Les deux ministres des Finances n'ont rien en commun
Yanis Varoufakis et Wolfgang Schäuble, ministres des Finances respectifs de la Grèce et de l’Allemagne, sont aux antipodes l'un de l'autre. Le premier est irrévérencieux et nonchalant. Le second ne quitte jamais son costume, son sérieux ou le cap strict du sérieux budgétaire allemand. "Varoufakis et Schäuble, c'est un choc culturel, un combat viril", raconte un observateur cité par L’Expansion.
Tout avait pourtant bien commencé. Dans un entretien à l’hebdomadaire allemand Stern, Varoufakis qualifie son homologue de "seul politique européen avec de la consistance intellectuelle". Mais Tsipras refuse le premier accord négocié par son ministre. Lors de l’Eurogroupe suivant, les ministres européens, échaudés, campent sur des positions plus dures et Varoufakis refuse des exigences autres que celles qu’il avait acceptées sept jours plus tôt. La rupture semble alors consommée. "Je ne vois rien qui nous facilite la vie dans tout ce que Varoufakis entreprend", regrette, fin février, le ministre allemand, qualifiant son homologue de "naïf".

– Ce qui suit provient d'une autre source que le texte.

use thiserror::Error;

#[derive(Debug, Error)]
pub enum DomainError {
    #[error("not specified the terrarium ID")]
    MissingId,

    #[error("invalid terrarium ID {0:?}: must be a single path segment")]
    InvalidId(String),

    #[error("invalid request ID {0:?}: must be a single path segment")]
    InvalidRequestId(String),

    #[error("invalid enrichments for terrarium (trId: {0}): value must not be empty")]
    EmptyEnrichments(String),

    #[error("invalid enrichments for terrarium (trId: {id}): {value:?} must be a relative path without '.' or '..'")]
    InvalidEnrichments { id: String, value: String },

    #[error("the terrarium (trId: {id}) is already used for another purpose ({current})")]
    EnrichmentConflict {
        id: String,
        current: String,
        requested: String,
    },
}
pub mod app;
pub mod auth;
pub mod error;
pub mod handlers;
pub mod request_id;
pub mod response;
pub mod state;

pub use app::build_app;
pub use state::AppState;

Depuis, les tensions ont eu le temps de retomber. Mais une vidéo a brièvement remis de l’huile sur le feu. Exhumées par la chaîne allemande ARD, les images montrent Varoufakis faisant un doigt d’honneur à l'évocation des conditions allemandes. Depuis, le présentateur d'une émission satirique sur une autre chaîne allemande a avoué avoir truqué la vidéo.

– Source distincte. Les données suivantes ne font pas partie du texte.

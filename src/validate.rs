//! Synchronous file checks: declared type and byte size.
//!
//! Both checks are pure functions of the candidate's metadata. They never read
//! the file's contents, so an oversized or mistyped file is rejected before any
//! decode work happens.

use crate::error::{UploadError, ValidationOutcome};
use crate::types::{CandidateFile, UploadConstraints};
use std::collections::BTreeSet;

const SIZE_UNITS: [&str; 4] = ["Bytes", "KB", "MB", "GB"];

/// Accept the file when its declared MIME type is allowed, or when its name
/// carries an allowed extension.
///
/// The extension fallback covers platforms that report an empty or generic
/// MIME type for perfectly good images.
pub fn validate_type(file: &CandidateFile, constraints: &UploadConstraints) -> ValidationOutcome<()> {
    if constraints.allowed_mime_types.contains(file.mime_type()) {
        return Ok(());
    }

    if has_allowed_extension(file.name(), &constraints.allowed_extensions) {
        return Ok(());
    }

    Err(UploadError::InvalidType {
        allowed: describe_allowed(constraints),
    })
}

/// Case-insensitive suffix match against normalized (`.jpg`) extensions.
pub fn has_allowed_extension(name: &str, allowed: &BTreeSet<String>) -> bool {
    let name = name.to_lowercase();
    allowed.iter().any(|ext| name.ends_with(ext.as_str()))
}

/// Reject files strictly larger than `max_bytes`.
pub fn validate_size(file: &CandidateFile, constraints: &UploadConstraints) -> ValidationOutcome<()> {
    if file.byte_length() > constraints.max_bytes {
        return Err(UploadError::InvalidSize {
            actual: format_file_size(file.byte_length()),
            limit: format_file_size(constraints.max_bytes),
        });
    }
    Ok(())
}

/// Human-readable size with binary prefixes.
///
/// ```
/// # use photo_upload::validate::format_file_size;
/// assert_eq!(format_file_size(5 * 1024 * 1024), "5 MB");
/// assert_eq!(format_file_size(1536), "1.5 KB");
/// assert_eq!(format_file_size(0), "0 Bytes");
/// ```
pub fn format_file_size(bytes: u64) -> String {
    if bytes == 0 {
        return "0 Bytes".to_string();
    }
    let unit = ((bytes as f64).ln() / 1024f64.ln()).floor() as usize;
    let mut unit = unit.min(SIZE_UNITS.len() - 1);
    // ln() can land a hair under an exact power of 1024
    if unit + 1 < SIZE_UNITS.len() && bytes >= 1024u64.pow(unit as u32 + 1) {
        unit += 1;
    }
    let value = bytes as f64 / 1024f64.powi(unit as i32);
    let rounded = (value * 100.0).round() / 100.0;
    format!("{} {}", rounded, SIZE_UNITS[unit])
}

/// `GIF, JPEG, PNG, WEBP`, derived from the allowed MIME types.
fn describe_allowed(constraints: &UploadConstraints) -> String {
    let mut labels: Vec<String> = Vec::new();
    for mime in &constraints.allowed_mime_types {
        let label = mime
            .rsplit('/')
            .next()
            .unwrap_or(mime)
            .to_uppercase()
            .replace("JPG", "JPEG");
        if !labels.contains(&label) {
            labels.push(label);
        }
    }
    if labels.is_empty() {
        labels = constraints
            .allowed_extensions
            .iter()
            .map(|e| e.trim_start_matches('.').to_uppercase())
            .collect();
    }
    labels.join(", ")
}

Il existe un fort contentieux depuis la seconde guerre mondiale
C’est le dossier le plus complexe qui oppose les deux Etats membres. Celui des dettes que Berlin n'a jamais payées à Athènes après la seconde guerre mondiale. Mais que Berlin estime "juridiquement réglées".

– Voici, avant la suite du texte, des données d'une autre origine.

//! Revocable handles bound to in-memory image bytes.
//!
//! An [`ObjectUrl`] is the equivalent of a browser object URL: a short string
//! (`blob:photo-upload/<id>`) that refers to bytes held by a
//! [`ResourceRegistry`]. The handle releases its registry entry when dropped,
//! so every exit path (success, error, teardown) gives the memory back without
//! an explicit revoke call.
//!
//! The registry counts acquisitions and releases. Tests use those counters to
//! prove that handles are released exactly once.

use std::collections::HashMap;
use std::sync::atomic::{AtomicU64, Ordering};
use std::sync::{Arc, Mutex};

#[derive(Default)]
struct Inner {
    next_id: AtomicU64,
    acquired: AtomicU64,
    released: AtomicU64,
    /// Releases of an id that was no longer live. Always zero unless a
    /// handle was forged or the registry was cleared underneath it.
    stale_releases: AtomicU64,
    live: Mutex<HashMap<u64, Arc<[u8]>>>,
}

/// Owner of every live [`ObjectUrl`]. Cheap to clone; clones share state.
#[derive(Clone, Default)]
pub struct ResourceRegistry {
    inner: Arc<Inner>,
}

/// Snapshot of registry counters.
#[derive(Debug, Clone, Copy, PartialEq, Eq)]
pub struct ResourceStats {
    pub acquired: u64,
    pub released: u64,
    pub stale_releases: u64,
    pub live: usize,
}

impl ResourceStats {
    /// Every handle ever created has been released exactly once.
    pub fn balanced(&self) -> bool {
        self.acquired == self.released && self.live == 0 && self.stale_releases == 0
    }
}

impl ResourceRegistry {
    pub fn new() -> Self {
        Self::default()
    }

    /// Bind `bytes` to a fresh handle. Ids are never reused.
    pub fn acquire(&self, bytes: Arc<[u8]>) -> ObjectUrl {
        let id = self.inner.next_id.fetch_add(1, Ordering::Relaxed) + 1;
        self.inner
            .live
            .lock()
            .unwrap_or_else(|e| e.into_inner())
            .insert(id, bytes);
        self.inner.acquired.fetch_add(1, Ordering::Relaxed);
        tracing::trace!(id, "object url acquired");
        ObjectUrl {
            id,
            url: format!("blob:photo-upload/{id}"),
            registry: self.clone(),
        }
    }

    /// Bytes behind a live handle URL.
    pub fn resolve(&self, url: &str) -> Option<Arc<[u8]>> {
        let id: u64 = url.strip_prefix("blob:photo-upload/")?.parse().ok()?;
        self.inner
            .live
            .lock()
            .unwrap_or_else(|e| e.into_inner())
            .get(&id)
            .cloned()
    }

    pub fn stats(&self) -> ResourceStats {
        ResourceStats {
            acquired: self.inner.acquired.load(Ordering::Relaxed),
            released: self.inner.released.load(Ordering::Relaxed),
            stale_releases: self.inner.stale_releases.load(Ordering::Relaxed),
            live: self
                .inner
                .live
                .lock()
                .unwrap_or_else(|e| e.into_inner())
                .len(),
        }
    }

    fn release(&self, id: u64) {
        let removed = self
            .inner
            .live
            .lock()
            .unwrap_or_else(|e| e.into_inner())
            .remove(&id);
        if removed.is_some() {
            self.inner.released.fetch_add(1, Ordering::Relaxed);
            tracing::trace!(id, "object url released");
        } else {
            self.inner.stale_releases.fetch_add(1, Ordering::Relaxed);
            tracing::warn!(id, "release of an object url that is not live");
        }
    }
}

/// A revocable handle. Released when dropped or [`revoke`](Self::revoke)d.
pub struct ObjectUrl {
    id: u64,
    url: String,
    registry: ResourceRegistry,
}

impl ObjectUrl {
    pub fn as_str(&self) -> &str {
        &self.url
    }

    pub fn id(&self) -> u64 {
        self.id
    }

    /// Bytes this handle refers to.
    pub fn bytes(&self) -> Option<Arc<[u8]>> {
        self.registry.resolve(&self.url)
    }

    /// Release now. Consumes the handle, so it cannot be released twice.
    pub fn revoke(self) {
        drop(self);
    }
}

impl Drop for ObjectUrl {
    fn drop(&mut self) {
        self.registry.release(self.id);
    }
}

impl std::fmt::Debug for ObjectUrl {
    fn fmt(&self, f: &mut std::fmt::Formatter<'_>) -> std::fmt::Result {
        f.debug_tuple("ObjectUrl").field(&self.url).finish()
    }
}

En 1945, particulièrement touchée par les combats (l'Allemagne a envahi le pays de 1941 à 1944), la Grèce peut prétendre à d’importantes réparations. Les Alliés chiffrent le préjudice subi par Athènes à 7 milliards de dollars de l’époque, soit 108 milliards d'euros en valeur actualisée de l'inflation, selon un calcul de Syriza en 2012. Sans compter les intérêts.
Mais en 1953, l’accord de Londres, par lequel la République fédérale d’Allemagne (RFA) reconnaît une partie de ses dettes passées, repousse le paiement des réparations à un traité de paix postérieur. Le traité de réunification de 1990 remplit ce rôle. Quid des réparations ? Il n’en fait pas mention. Pour Berlin, fin de l’affaire. Sauf que la Grèce n’a pas participé aux négociations du traité de 1990.
S’ajoute à cela un prêt forcé de la Banque de Grèce à l'Allemagne, en mars 1942. La Grèce occupée avait alors prêté 476 millions de reichsmark (52 milliards d’euros de 2012) à taux zéro. Ce prêt n'a jamais été remboursé et le traité de Londres n’en fait pas mention. Au total, certains avocats évaluent l’ensemble de la dette à 600 milliards. Le parti Syriza, quand il était encore dans l’opposition en 2012, la chiffrait à 1 000 milliards.
Les estimations de la dette restante varient, mais représentent toutes une portion non négligeable des 315 milliards d’euros de dette publique de la Grèce d’aujourd’hui. Sauf que Berlin refuse de rouvrir ce débat. "L’Allemagne a parfaitement conscience de sa responsabilité historique, mais cela ne change rien à notre position et à notre ferme conviction que la question des réparations et des dédommagements à la Grèce a été réglée", a déclaré le porte-parole de la chancelière allemande.
Le gouvernement grec ne semble pas se faire d’illusions. Mais comme l’a montré l’hommage rendu par Alexis Tsipras aux victimes d’un massacre nazi, il compte bien le faire peser dans la balance des négociations.